→ Exercise aim: Only the number is wanted: how many lines of the data contain "impl"?

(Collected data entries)

//! The diagnostic-reporting seam between the front end and its host.

use crate::Diagnostic;

/// Where the lexer and parser send their diagnostics.
///
/// This trait exists to avoid tight coupling: the front end reports
/// structured diagnostics and stays ignorant of how the host renders,
/// localizes, counts, or drops them.
pub trait DiagnosticSink {
    fn report(&mut self, diagnostic: Diagnostic);
}

/// A sink that stores diagnostics in report order.
#[derive(Default, Debug)]
pub struct CollectingSink {
    diagnostics: Vec<Diagnostic>,
}

impl CollectingSink {
    pub fn new() -> Self {
        CollectingSink {
            diagnostics: Vec::new(),
        }
    }

    pub fn diagnostics(&self) -> &[Diagnostic] {
        &self.diagnostics
    }

    pub fn error_count(&self) -> usize {
        self.diagnostics.iter().filter(|d| d.is_error()).count()
    }

    pub fn has_errors(&self) -> bool {
        self.diagnostics.iter().any(Diagnostic::is_error)
    }

    pub fn into_vec(self) -> Vec<Diagnostic> {
        self.diagnostics
    }
}

impl DiagnosticSink for CollectingSink {
    fn report(&mut self, diagnostic: Diagnostic) {
        self.diagnostics.push(diagnostic);
    }
}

→ Finished exercise: 2